ACTIVITY: Which lines in the records below mention the word "BoxLlmProvider"? Copy each one out.

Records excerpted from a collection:
//! LLM provider implementations.
//!
//! Contains the AWS Bedrock implementation of the [`LlmProvider`] trait
//! defined in `collective-core`, plus a factory ([`create_provider`]) that
//! builds it from resolved credentials and settings.
//!
//! [`LlmProvider`]: collective_core::llm::provider::LlmProvider

pub mod bedrock;

use std::time::Duration;

use collective_core::llm::box_provider::BoxLlmProvider;
use collective_types::config::{BedrockCredentials, BedrockSettings};
use collective_types::llm::LlmError;

use self::bedrock::BedrockProvider;

/// Create a [`BoxLlmProvider`] for Bedrock.
///
/// Credentials are validated first; the request timeout comes from
/// `settings.request_timeout_secs` and is disabled when unset.
///
/// # Errors
///
/// Returns `InvalidRequest` for an invalid region, or `Provider` if the
/// HTTP client cannot be built.
pub fn create_provider(
    credentials: BedrockCredentials,
    settings: &BedrockSettings,
) -> Result<BoxLlmProvider, LlmError> {
    credentials
        .validate()
        .map_err(|e| LlmError::InvalidRequest(e.to_string()))?;
    let timeout = settings.request_timeout_secs.map(Duration::from_secs);
    let provider = BedrockProvider::new(credentials, timeout)?;
    Ok(BoxLlmProvider::new(provider))
}
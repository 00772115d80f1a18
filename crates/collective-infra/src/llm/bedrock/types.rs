//! AWS Bedrock request/response types for Anthropic models.
//!
//! Bedrock takes the Claude Messages API body with two differences from the
//! direct API: `model` is omitted (it is part of the URL path) and
//! `anthropic_version` is required.

use serde::{Deserialize, Serialize};

/// Request body for Bedrock `invoke`.
#[derive(Debug, Clone, Serialize)]
pub struct BedrockRequest {
    pub anthropic_version: String,
    pub max_tokens: u32,
    pub messages: Vec<BedrockMessage>,
}

#[derive(Debug, Clone, Serialize, Deserialize, PartialEq, Eq)]
pub struct BedrockMessage {
    pub role: String,
    pub content: String,
}

/// The metadata fields of a Bedrock `invoke` response.
///
/// Every field is optional on the wire. The reply text is read separately
/// from `content[0].text` so that an unexpected `content` shape degrades to
/// "no text" instead of a parse failure.
#[derive(Debug, Clone, Default, Deserialize)]
#[serde(default)]
pub struct BedrockResponse {
    pub id: String,
    pub model: String,
    pub stop_reason: Option<String>,
    pub usage: BedrockUsage,
}

#[derive(Debug, Clone, Default, Deserialize)]
#[serde(default)]
pub struct BedrockUsage {
    pub input_tokens: u32,
    pub output_tokens: u32,
}

/// Text of the first content block, or `""` when there is none.
pub fn first_text(body: &serde_json::Value) -> &str {
    body.pointer("/content/0/text")
        .and_then(serde_json::Value::as_str)
        .unwrap_or_default()
}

ANSWER SPACE:
use collective_core::llm::box_provider::BoxLlmProvider;
/// Create a [`BoxLlmProvider`] for Bedrock.
) -> Result<BoxLlmProvider, LlmError> {
    Ok(BoxLlmProvider::new(provider))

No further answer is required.